İşçi Sendikaları Federasyonu'nun (Federation of Organized Trades and Labor Unions) 1884 yılı ekim ayındaki toplantısında oybirliği ile bir karar alındı. Günde 8 saat çalışmanın 1 Mayıs 1886 tarihinde bir standart olması kararlaştırıldı. Seçilen tarih yaklaştıkça Amerika’daki sendikalar “günde 8 saat çalışma” konusunu desteklemek için genel greve hazırlanmaya başladılar.
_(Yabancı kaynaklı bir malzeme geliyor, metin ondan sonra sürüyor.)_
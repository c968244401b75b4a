use std::sync::Arc;
use axum::{middleware, routing::{get, post}, Router};
use shared_config::AppConfig;
use shared_utils::extractor::auth_middleware;

use crate::handlers::*;

pub fn patient_routes(config: Arc<AppConfig>) -> Router {
    Router::new()
        .route("/", post(create_patient).get(list_patients))
        .route("/{id}", get(get_patient).patch(update_patient).delete(delete_patient))
        .layer(middleware::from_fn_with_state(config.clone(), auth_middleware))
        .with_state(config)
}
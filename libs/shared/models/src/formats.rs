//! Wire formats shared by request payloads and the spreadsheet importer.
//!
//! Dates travel as `DD-MM-YYYY` and times of day as `HH:MM`.

use chrono::{NaiveDate, NaiveTime};

pub const DATE_FORMAT: &str = "%d-%m-%Y";
pub const TIME_FORMAT: &str = "%H:%M";

pub fn parse_date(raw: &str) -> Option<NaiveDate> {
    NaiveDate::parse_from_str(raw, DATE_FORMAT).ok()
}

pub fn parse_time(raw: &str) -> Option<NaiveTime> {
    NaiveTime::parse_from_str(raw, TIME_FORMAT).ok()
}

pub mod dmy_date {
    use chrono::NaiveDate;
    use serde::{de::Error, Deserialize, Deserializer, Serializer};

    use super::{parse_date, DATE_FORMAT};

    pub fn serialize<S: Serializer>(date: &NaiveDate, serializer: S) -> Result<S::Ok, S::Error> {
        serializer.serialize_str(&date.format(DATE_FORMAT).to_string())
    }

    pub fn deserialize<'de, D: Deserializer<'de>>(deserializer: D) -> Result<NaiveDate, D::Error> {
        let raw = String::deserialize(deserializer)?;
        parse_date(&raw).ok_or_else(|| D::Error::custom(format!("'{}' is not a DD-MM-YYYY date", raw)))
    }
}

pub mod hm_time {
    use chrono::NaiveTime;
    use serde::{de::Error, Deserialize, Deserializer, Serializer};

    use super::{parse_time, TIME_FORMAT};

    pub fn serialize<S: Serializer>(time: &NaiveTime, serializer: S) -> Result<S::Ok, S::Error> {
        serializer.serialize_str(&time.format(TIME_FORMAT).to_string())
    }

    pub fn deserialize<'de, D: Deserializer<'de>>(deserializer: D) -> Result<NaiveTime, D::Error> {
        let raw = String::deserialize(deserializer)?;
        parse_time(&raw).ok_or_else(|| D::Error::custom(format!("'{}' is not an HH:MM time", raw)))
    }
}

pub mod option_hm_time {
    use chrono::NaiveTime;
    use serde::{de::Error, Deserialize, Deserializer, Serializer};

    use super::{parse_time, TIME_FORMAT};

    pub fn serialize<S: Serializer>(time: &Option<NaiveTime>, serializer: S) -> Result<S::Ok, S::Error> {
        match time {
            Some(t) => serializer.serialize_some(&t.format(TIME_FORMAT).to_string()),
            None => serializer.serialize_none(),
        }
    }

    pub fn deserialize<'de, D: Deserializer<'de>>(deserializer: D) -> Result<Option<NaiveTime>, D::Error> {
        match Option::<String>::deserialize(deserializer)? {
            Some(raw) => parse_time(&raw)
                .map(Some)
                .ok_or_else(|| D::Error::custom(format!("'{}' is not an HH:MM time", raw))),
            None => Ok(None),
        }
    }
}
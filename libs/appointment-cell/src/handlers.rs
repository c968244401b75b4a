use std::sync::Arc;

use axum::{
    extract::{Path, Query, State, Extension},
    http::StatusCode,
    Json,
};
use axum_extra::TypedHeader;
use headers::{Authorization, authorization::Bearer};
use serde_json::{json, Value};
use uuid::Uuid;

use patient_cell::services::PatientService;
use shared_config::AppConfig;
use shared_models::auth::User;
use shared_models::error::AppError;
use shared_models::pagination::{Pagination, SortOrder};

use crate::models::{
    AppointmentError, AppointmentListQuery, AppointmentSortField, BookAppointmentQuery,
    BookAppointmentRequest, CreatePrescriptionRequest,
};
use crate::services::{AppointmentService, BookingService, SupabaseBookingRepository};

impl From<AppointmentError> for AppError {
    fn from(err: AppointmentError) -> Self {
        match err {
            AppointmentError::NotFound
            | AppointmentError::DoctorNotFound
            | AppointmentError::PatientNotFound
            | AppointmentError::SlotNotAvailable => AppError::NotFound(err.to_string()),
            AppointmentError::ConflictDetected => AppError::Conflict(err.to_string()),
            AppointmentError::ValidationError(msg) => AppError::ValidationError(msg),
            AppointmentError::DatabaseError(msg) => AppError::Database(msg),
            AppointmentError::AlreadyBookedWithDoctor
            | AppointmentError::InvalidDateRange
            | AppointmentError::InvalidSortField => AppError::BadRequest(err.to_string()),
        }
    }
}

#[axum::debug_handler]
pub async fn book_appointment(
    State(state): State<Arc<AppConfig>>,
    TypedHeader(auth): TypedHeader<Authorization<Bearer>>,
    Extension(user): Extension<User>,
    Query(query): Query<BookAppointmentQuery>,
    Json(request): Json<BookAppointmentRequest>,
) -> Result<(StatusCode, Json<Value>), AppError> {
    let repository = SupabaseBookingRepository::new(&state, auth.token());

    let appointment = BookingService::new(&repository)
        .book_appointment(&user.id, query.doctor_id, &request)
        .await?;

    Ok((StatusCode::CREATED, Json(json!({
        "message": "Appointment with doctor is booked successfully",
        "status": appointment.status.to_string(),
        "data": appointment
    }))))
}

#[axum::debug_handler]
pub async fn list_patient_appointments(
    State(state): State<Arc<AppConfig>>,
    TypedHeader(auth): TypedHeader<Authorization<Bearer>>,
    Extension(user): Extension<User>,
    Query(query): Query<AppointmentListQuery>,
) -> Result<Json<Value>, AppError> {
    let token = auth.token();

    let patient = PatientService::new(&state)
        .find_patient_by_user_id(&user.id, token)
        .await
        .map_err(|e| AppError::Database(e.to_string()))?
        .ok_or(AppointmentError::PatientNotFound)?;

    let date_range = query.date_range()?;
    let sort = match query.sortby.as_deref() {
        Some(raw) => {
            let field = AppointmentSortField::parse(raw).ok_or(AppointmentError::InvalidSortField)?;
            Some((field, SortOrder::from_param(query.sortorder.as_deref())))
        }
        None => None,
    };
    let pagination = Pagination::new(query.page, query.page_size, state.default_page_size);

    let appointments = AppointmentService::new(&state)
        .list_patient_appointments(patient.id, &query, date_range, sort, pagination, token)
        .await
        .map_err(|e| AppError::Database(e.to_string()))?;

    Ok(Json(json!({
        "data": appointments,
        "page": pagination.page,
        "page_size": pagination.page_size,
        "count": appointments.len()
    })))
}

#[axum::debug_handler]
pub async fn create_prescription(
    State(state): State<Arc<AppConfig>>,
    TypedHeader(auth): TypedHeader<Authorization<Bearer>>,
    Path(appointment_id): Path<Uuid>,
    Json(request): Json<CreatePrescriptionRequest>,
) -> Result<(StatusCode, Json<Value>), AppError> {
    let token = auth.token();
    request.validate()?;

    let service = AppointmentService::new(&state);
    service.get_appointment(appointment_id, token)
        .await
        .map_err(|e| AppError::Database(e.to_string()))?
        .ok_or(AppointmentError::NotFound)?;

    let prescription = service.create_prescription(appointment_id, &request, token)
        .await
        .map_err(|e| AppError::Database(e.to_string()))?;

    Ok((StatusCode::CREATED, Json(json!({
        "message": "prescription added successfully in the appointment",
        "data": prescription
    }))))
}
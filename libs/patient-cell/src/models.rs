use serde::{Deserialize, Serialize};
use uuid::Uuid;
use chrono::{DateTime, Utc, NaiveDate};

use shared_models::formats::dmy_date;

pub const MAX_PHONE_NUMBER_LENGTH: usize = 12;

#[derive(Debug, Clone, Copy, Default, PartialEq, Eq, Serialize, Deserialize)]
pub enum Gender {
    #[default]
    M,
    F,
    T,
    O,
}

impl Gender {
    pub fn code(&self) -> &'static str {
        match self {
            Gender::M => "M",
            Gender::F => "F",
            Gender::T => "T",
            Gender::O => "O",
        }
    }
}

#[derive(Debug, Clone, Serialize, Deserialize)]
pub struct Patient {
    pub id: Uuid,
    pub user_id: Uuid,
    pub username: String,
    pub first_name: String,
    pub last_name: String,
    pub dob: NaiveDate,
    pub gender: Gender,
    pub phone_number: String,
    pub created_at: DateTime<Utc>,
}

impl Patient {
    pub fn full_name(&self) -> String {
        format!("{} {}", self.first_name, self.last_name)
    }
}

/// Body for both profile creation and PATCH updates.
#[derive(Debug, Clone, Serialize, Deserialize)]
pub struct PatientProfileRequest {
    #[serde(with = "dmy_date")]
    pub dob: NaiveDate,
    #[serde(default)]
    pub gender: Gender,
    pub phone_number: String,
}

impl PatientProfileRequest {
    pub fn validate(&self) -> Result<(), PatientError> {
        let phone = self.phone_number.trim();
        if phone.is_empty() {
            return Err(PatientError::ValidationError("phone_number cannot be empty".to_string()));
        }
        if phone.chars().count() > MAX_PHONE_NUMBER_LENGTH {
            return Err(PatientError::ValidationError(format!(
                "phone_number must be at most {} characters", MAX_PHONE_NUMBER_LENGTH
            )));
        }
        Ok(())
    }
}

#[derive(Debug, Clone, Copy, PartialEq, Eq)]
pub enum PatientSortField {
    FirstName,
    LastName,
    Dob,
    Gender,
    CreatedAt,
}

impl PatientSortField {
    pub fn parse(raw: &str) -> Option<Self> {
        match raw {
            "first_name" => Some(Self::FirstName),
            "last_name" => Some(Self::LastName),
            "dob" => Some(Self::Dob),
            "gender" => Some(Self::Gender),
            "created_at" => Some(Self::CreatedAt),
            _ => None,
        }
    }

    pub fn column(&self) -> &'static str {
        match self {
            Self::FirstName => "first_name",
            Self::LastName => "last_name",
            Self::Dob => "dob",
            Self::Gender => "gender",
            Self::CreatedAt => "created_at",
        }
    }
}

#[derive(Debug, Clone, Default, Deserialize)]
pub struct PatientListQuery {
    pub gender: Option<Gender>,
    pub min_dob: Option<String>,
    pub max_dob: Option<String>,
    pub search: Option<String>,
    pub sortby: Option<String>,
    pub sortorder: Option<String>,
    pub page: Option<u32>,
    pub page_size: Option<u32>,
}

#[derive(Debug, Clone, Copy, PartialEq, Eq)]
pub struct DobRange {
    pub min: NaiveDate,
    pub max: NaiveDate,
}

impl PatientListQuery {
    /// The range applies only when both bounds are given.
    pub fn dob_range(&self) -> Result<Option<DobRange>, PatientError> {
        match (self.min_dob.as_deref(), self.max_dob.as_deref()) {
            (Some(min), Some(max)) if !min.is_empty() && !max.is_empty() => {
                let min = shared_models::formats::parse_date(min).ok_or(PatientError::InvalidDobRange)?;
                let max = shared_models::formats::parse_date(max).ok_or(PatientError::InvalidDobRange)?;
                Ok(Some(DobRange { min, max }))
            }
            _ => Ok(None),
        }
    }
}

#[derive(Debug, Clone, PartialEq, Eq, thiserror::Error)]
pub enum PatientError {
    #[error("patient doesn't exists by provided patient_id")]
    NotFound,

    #[error("User profile is not available with given username")]
    UserProfileMissing,

    #[error("Unable to parse min_dob/max_dob. Please provide the dates in proper format")]
    InvalidDobRange,

    #[error("Invalid sortby value. Please try again.")]
    InvalidSortField,

    #[error("{0}")]
    ValidationError(String),
}
use std::sync::Arc;

use axum::{
    body::Body,
    extract::State,
    http::Request,
    middleware::Next,
    response::Response,
};

use shared_config::AppConfig;
use shared_models::auth::User;
use shared_models::error::AppError;

use crate::jwt::validate_token;

pub async fn auth_middleware(
    State(config): State<Arc<AppConfig>>,
    mut request: Request<Body>,
    next: Next,
) -> Result<Response, AppError> {
    let auth_value = request
        .headers()
        .get("Authorization")
        .ok_or_else(|| AppError::Auth("Missing authorization header".to_string()))?
        .to_str()
        .map_err(|_| AppError::Auth("Invalid authorization header format".to_string()))?;

    let token = auth_value
        .strip_prefix("Bearer ")
        .ok_or_else(|| AppError::Auth("Invalid authorization header format".to_string()))?;

    let user = validate_token(token, &config.supabase_jwt_secret)
        .map_err(AppError::Auth)?;

    request.extensions_mut().insert(user);

    Ok(next.run(request).await)
}

/// Administrator-level permission check used by write-heavy endpoints.
pub fn require_admin(user: &User, action: &str) -> Result<(), AppError> {
    if user.is_admin() {
        Ok(())
    } else {
        Err(AppError::Forbidden(format!("Only administrators can {}", action)))
    }
}
use std::sync::Arc;

use axum::{
    Router,
    routing::{get, post},
    middleware,
};

use shared_config::AppConfig;
use shared_utils::extractor::auth_middleware;

use crate::handlers;

pub fn appointment_routes(state: Arc<AppConfig>) -> Router {
    let protected_routes = Router::new()
        .route("/", post(handlers::book_appointment))
        .route("/patient", get(handlers::list_patient_appointments))
        .route("/{appointment_id}/prescriptions", post(handlers::create_prescription))
        .layer(middleware::from_fn_with_state(state.clone(), auth_middleware));

    Router::new()
        .merge(protected_routes)
        .with_state(state)
}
Ve o gün geldiğinde binlerce işçi “Eight-hour day with no cut in pay.” sloganı ile greve gitti.

Chicago’daki McCormick Harvesting Machine Company işçileri bir süredir grevde idi. Ancak 400 polis korumasındaki grev-kırıcılar fabrikayı çalıştırıyordu. İşten uzaklaştırılmış sendikalı işçilerce 3 Mayıs günü fabrika önünde bir gösteri düzenledi. İşgünün sonunda grev-kırıcılar ve sendikalılar arasında çıkan bir çatışmaya polis ateş açınca 2 işçi öldü. Polis şiddetini protesto için ertesi gün Haymarket meydanında bir miting çağrısı yapıldı.
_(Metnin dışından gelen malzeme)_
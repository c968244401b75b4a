use axum::{
    http::StatusCode,
    response::{IntoResponse, Response},
    Json,
};
use serde_json::json;
use thiserror::Error;

#[derive(Error, Debug)]
pub enum AppError {
    #[error("Authentication error: {0}")]
    Auth(String),

    #[error("Forbidden: {0}")]
    Forbidden(String),

    #[error("Not Found: {0}")]
    NotFound(String),

    #[error("Bad Request: {0}")]
    BadRequest(String),

    #[error("Internal Server Error: {0}")]
    Internal(String),

    #[error("Database error: {0}")]
    Database(String),

    #[error("Validation error: {0}")]
    ValidationError(String),

    #[error("Conflict: {0}")]
    Conflict(String),

    #[error("External service error: {0}")]
    ExternalService(String),
}

impl AppError {
    pub fn status_code(&self) -> StatusCode {
        match self {
            AppError::Auth(_) => StatusCode::UNAUTHORIZED,
            AppError::Forbidden(_) => StatusCode::FORBIDDEN,
            AppError::NotFound(_) => StatusCode::NOT_FOUND,
            AppError::BadRequest(_) => StatusCode::BAD_REQUEST,
            AppError::Internal(_) => StatusCode::INTERNAL_SERVER_ERROR,
            AppError::Database(_) => StatusCode::INTERNAL_SERVER_ERROR,
            AppError::ValidationError(_) => StatusCode::BAD_REQUEST,
            AppError::Conflict(_) => StatusCode::CONFLICT,
            AppError::ExternalService(_) => StatusCode::BAD_GATEWAY,
        }
    }

    fn message(&self) -> &str {
        match self {
            AppError::Auth(msg)
            | AppError::Forbidden(msg)
            | AppError::NotFound(msg)
            | AppError::BadRequest(msg)
            | AppError::Internal(msg)
            | AppError::Database(msg)
            | AppError::ValidationError(msg)
            | AppError::Conflict(msg)
            | AppError::ExternalService(msg) => msg,
        }
    }
}

impl IntoResponse for AppError {
    fn into_response(self) -> Response {
        let status = self.status_code();
        let message = self.message();

        tracing::error!("Error: {}: {}", status, message);

        let body = Json(json!({
            "error": message
        }));

        (status, body).into_response()
    }
}
pub mod appointment;
pub mod booking;
pub mod repository;

pub use appointment::AppointmentService;
pub use booking::{BookingRepository, BookingService};
pub use repository::SupabaseBookingRepository;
Chicago’daki 4 Mayıs 1886 günü Haymarket Meydanı’ndaki miting, hafif bir yağmur altında sakin bir biçimde başlamıştı. Konuşmalarda günde 8 saat çalışmanın ve bu hakkı elde etmek için dayanışmanın önemi belirtiliyordu. Ortalık o kadar sakindi ki, o gün ofisinden erken çıkan zamanın Chicago Belediye Başkanı bile meydanda bir süre durup konuşmaları dinlemişti. Derken polis hareketlendi. Topluluğa dağılmasını söyledi. İşte o anda olan oldu. Polisin bulunduğu yere ev yapımı bir bomba atıldı. Bir polis anında öldü ve altı polis de yaralandı. Polisin ateş açması sonucu da 4 sivil hayatını kaybetti ve onlarcası yaralandı. 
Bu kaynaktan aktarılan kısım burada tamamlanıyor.